What gets me is how this affects readability in ways most people never consciously notice. Studies from the 1980s and 90s—I think one was from MIT, though I’d have to double-check—showed that moderate modulation actually helps readers distinguish letters faster at small sizes, because the variation creates more distinctive silhouettes. But push it too far and text becomes a nightmare to parse, especially on screens where thin strokes can vanish entirely depending on your display’s resolution and anti-aliasing settings.
How Historical Writing Instruments Dictated Modern Type Design Constraints
Anyway, the connection to old tools runs deeper than you’d expect.
Trajan’s Column in Rome, carved around 113 AD, shows this modulation principle in stone—literally. The Roman stonemasons used flat chisels that naturally produced thicker verticals when cutting perpendicular to the grain and thinner horizontals when working parallel. That’s why Trajan, the font based on those inscriptions, has such pronounced stroke contrast even though it was designed in 1989 by Carol Twombly. She was reverse-engineering a technique from ancient craftspeople who probably never thought about “typography” as a concept but were just working with the limitations of their chisels and the marble’s fracture patterns. I’ve seen modern calligraphers try to replicate that effect with broad-edge pens, and it’s harder than it looks—you have to maintain a consistent angle while your hand moves in multiple directions, which requires muscle memory that takes months to develop. The thick-thin rhythm becomes almost automatic, but only after your hand stops fighting the pen’s natural behavior.
Variable Fonts and Parametric Control Over Stroke Modulation
Here’s where things get weird in a good way. Variable fonts—this relatively new technology that became an official web standard around 2016—let designers build modulation controls directly into the font file itself. Instead of having seperate font files for Regular, Bold, Italic, you get one file with axes you can slide along continuously. One of those axes can be “weight,” which modulates stroke thickness in real time. Apple’s San Francisco UI font does this, and so does Inter, which I see everywhere now because it’s free and honestly pretty solid for interfaces.
The math behind it involves interpolating between multiple “master” designs—you draw a super-light version and a super-heavy version, then algorithms calculate all the in-between states by morphing the control points proportionally. Except it’s not always proportional, because if you just scale everything linearly, curves get distorted and counters (the empty spaces inside letters like “o” or “e”) fill in too much at heavy weights. So designers have to manually adjust the interpolation for different parts of each glyph, which is tedious but necessary. I used to think computers would automate this stuff completely, but turns out human eyeballs are still better at judging when a curve looks “right,” even if we can’t articulate why. The tools help, but they don’t replace the designer’s judgement—at least not yet, though I’m sure someone’s training an AI on this as we speak.

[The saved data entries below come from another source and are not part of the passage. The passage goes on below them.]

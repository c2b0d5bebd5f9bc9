//! Recursive-descent parser for the textual filter language.
//!
//! ```text
//! expr    := and ("or" and)*
//! and     := unary ("and" unary)*
//! unary   := "not" unary | "(" expr ")" | term
//! term    := text "=" (text | "*")
//!          | text "!=" (text | "*")
//!          | text "in" "(" text ("," text)* ")"
//!          | "type:" name ("," name)*
//!          | "geometry:" name
//!          | "id:" number
//!          | "true" | "false"
//! ```

use super::FilterExpression as F;
use crate::error::{Error, Result};
use crate::geometry::GeometryKind;
use crate::osm::{OsmType, OsmTypeSet};

#[derive(Clone, Debug, PartialEq, Eq)]
enum Token {
    Word(String),
    Quoted(String),
    LParen,
    RParen,
    Comma,
    Eq,
    NotEq,
    Star,
    End,
}

fn is_word_char(c: char) -> bool {
    c.is_alphanumeric() || matches!(c, '_' | ':' | '.' | '-' | '/')
}

const KEYWORDS: [&str; 6] = ["and", "or", "not", "in", "true", "false"];

/// Whether `s` can be written without quotes.
pub(super) fn is_bare_word(s: &str) -> bool {
    !s.is_empty() && s.chars().all(is_word_char) && !KEYWORDS.contains(&s)
}

fn invalid(position: usize, message: impl Into<String>) -> Error {
    Error::InvalidFilter {
        position,
        message: message.into(),
    }
}

fn tokenize(input: &str) -> Result<Vec<(Token, usize)>> {
    let mut tokens = Vec::new();
    let mut chars = input.char_indices().peekable();
    while let Some(&(pos, c)) = chars.peek() {
        match c {
            c if c.is_whitespace() => {
                chars.next();
            }
            '(' | ')' | ',' | '=' | '*' => {
                chars.next();
                let token = match c {
                    '(' => Token::LParen,
                    ')' => Token::RParen,
                    ',' => Token::Comma,
                    '=' => Token::Eq,
                    _ => Token::Star,
                };
                tokens.push((token, pos));
            }
            '!' => {
                chars.next();
                match chars.next() {
                    Some((_, '=')) => tokens.push((Token::NotEq, pos)),
                    _ => return Err(invalid(pos, "expected '=' after '!'")),
                }
            }
            '"' => {
                chars.next();
                let mut text = String::new();
                loop {
                    match chars.next() {
                        Some((_, '"')) => break,
                        Some((_, '\\')) => match chars.next() {
                            Some((_, escaped)) => text.push(escaped),
                            None => return Err(invalid(pos, "unterminated string")),
                        },
                        Some((_, ch)) => text.push(ch),
                        None => return Err(invalid(pos, "unterminated string")),
                    }
                }
                tokens.push((Token::Quoted(text), pos));
            }
            c if is_word_char(c) => {
                let mut word = String::new();
                while let Some(&(_, ch)) = chars.peek() {
                    if !is_word_char(ch) {
                        break;
                    }
                    word.push(ch);
                    chars.next();
                }
                tokens.push((Token::Word(word), pos));
            }
            other => return Err(invalid(pos, format!("unexpected character {other:?}"))),
        }
    }
    tokens.push((Token::End, input.len()));
    Ok(tokens)
}

struct Parser {
    tokens: Vec<(Token, usize)>,
    next: usize,
}

pub(super) fn parse(input: &str) -> Result<F> {
    let mut parser = Parser {
        tokens: tokenize(input)?,
        next: 0,
    };
    let expr = parser.or()?;
    match parser.peek() {
        Token::End => Ok(expr),
        other => Err(invalid(parser.position(), format!("unexpected {other:?}"))),
    }
}

impl Parser {
    fn peek(&self) -> &Token {
        &self.tokens[self.next].0
    }

    fn position(&self) -> usize {
        self.tokens[self.next].1
    }

    fn advance(&mut self) -> Token {
        let token = self.tokens[self.next].0.clone();
        if token != Token::End {
            self.next += 1;
        }
        token
    }

    fn at_keyword(&self, keyword: &str) -> bool {
        matches!(self.peek(), Token::Word(w) if w == keyword)
    }

    fn expect(&mut self, token: &Token, what: &str) -> Result<()> {
        if self.peek() == token {
            self.advance();
            Ok(())
        } else {
            Err(invalid(self.position(), format!("expected {what}")))
        }
    }

    fn or(&mut self) -> Result<F> {
        let mut lhs = self.and()?;
        while self.at_keyword("or") {
            self.advance();
            lhs = lhs.or(self.and()?);
        }
        Ok(lhs)
    }

    fn and(&mut self) -> Result<F> {
        let mut lhs = self.unary()?;
        while self.at_keyword("and") {
            self.advance();
            lhs = lhs.and(self.unary()?);
        }
        Ok(lhs)
    }

    fn unary(&mut self) -> Result<F> {
        if self.at_keyword("not") {
            self.advance();
            return Ok(self.unary()?.negate());
        }
        if *self.peek() == Token::LParen {
            self.advance();
            let inner = self.or()?;
            self.expect(&Token::RParen, "')'")?;
            return Ok(inner);
        }
        self.term()
    }

    fn text(&mut self, what: &str) -> Result<String> {
        let pos = self.position();
        match self.advance() {
            Token::Word(w) | Token::Quoted(w) => Ok(w),
            _ => Err(invalid(pos, format!("expected {what}"))),
        }
    }

    fn term(&mut self) -> Result<F> {
        let pos = self.position();
        let (word, quoted) = match self.advance() {
            Token::Word(w) => (w, false),
            Token::Quoted(w) => (w, true),
            Token::End => return Err(invalid(pos, "unexpected end of filter")),
            other => return Err(invalid(pos, format!("unexpected {other:?}"))),
        };
        match self.peek() {
            Token::Eq | Token::NotEq => {
                let negated = *self.peek() == Token::NotEq;
                self.advance();
                let expr = if *self.peek() == Token::Star {
                    self.advance();
                    F::TagExists { key: word }
                } else {
                    F::TagEquals {
                        key: word,
                        value: self.text("a tag value or '*'")?,
                    }
                };
                Ok(if negated { expr.negate() } else { expr })
            }
            _ if self.at_keyword("in") => {
                self.advance();
                self.expect(&Token::LParen, "'(' after 'in'")?;
                let mut values = vec![self.text("a tag value")?];
                while *self.peek() == Token::Comma {
                    self.advance();
                    values.push(self.text("a tag value")?);
                }
                self.expect(&Token::RParen, "')'")?;
                Ok(F::TagEqualsAny { key: word, values })
            }
            _ if quoted => Err(invalid(self.position(), "expected '=', '!=' or 'in'")),
            _ => self.selector(&word, pos),
        }
    }

    fn selector(&mut self, word: &str, pos: usize) -> Result<F> {
        if let Some(name) = word.strip_prefix("type:") {
            let mut types = OsmTypeSet::of(osm_type(name, pos)?);
            while *self.peek() == Token::Comma {
                self.advance();
                let pos = self.position();
                types = types.with(osm_type(&self.text("an entity type")?, pos)?);
            }
            return Ok(F::Type(types));
        }
        if let Some(name) = word.strip_prefix("geometry:") {
            let kind = match name {
                "point" => GeometryKind::Point,
                "line" => GeometryKind::Line,
                "polygon" => GeometryKind::Polygon,
                "other" => GeometryKind::Other,
                _ => return Err(invalid(pos, format!("unknown geometry type {name:?}"))),
            };
            return Ok(F::GeometryType(kind));
        }
        if let Some(id) = word.strip_prefix("id:") {
            return id
                .parse()
                .map(F::Id)
                .map_err(|_| invalid(pos, format!("invalid id {id:?}")));
        }
        match word {
            "true" => Ok(F::Constant(true)),
            "false" => Ok(F::Constant(false)),
            _ => Err(invalid(self.position(), "expected '=', '!=' or 'in'")),
        }
    }
}

fn osm_type(name: &str, pos: usize) -> Result<OsmType> {
    match name {
        "node" => Ok(OsmType::Node),
        "way" => Ok(OsmType::Way),
        "relation" => Ok(OsmType::Relation),
        _ => Err(invalid(pos, format!("unknown entity type {name:?}"))),
    }
}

Modulation also carries cultural baggage that’s easy to overlook. High-contrast typefaces were huge in the Enlightenment era—Bodoni, Didot, those super-rational faces with needle-thin serifs—because they symbolized precision, science, modernity. Then the 20th century backlash brought low-contrast sans-serifs like Futura and Helvetica, rejecting ornament in favor of supposed neutrality. Except nothing’s truly neutral, and now we’re in this phase where variable fonts let you dial modulation up or down depending on context, which is either liberating or exhausting depending on how you feel about having infinite choices. I lean toward exhausting, but maybe that’s just me being tired of making decisions about kerning at 11 PM.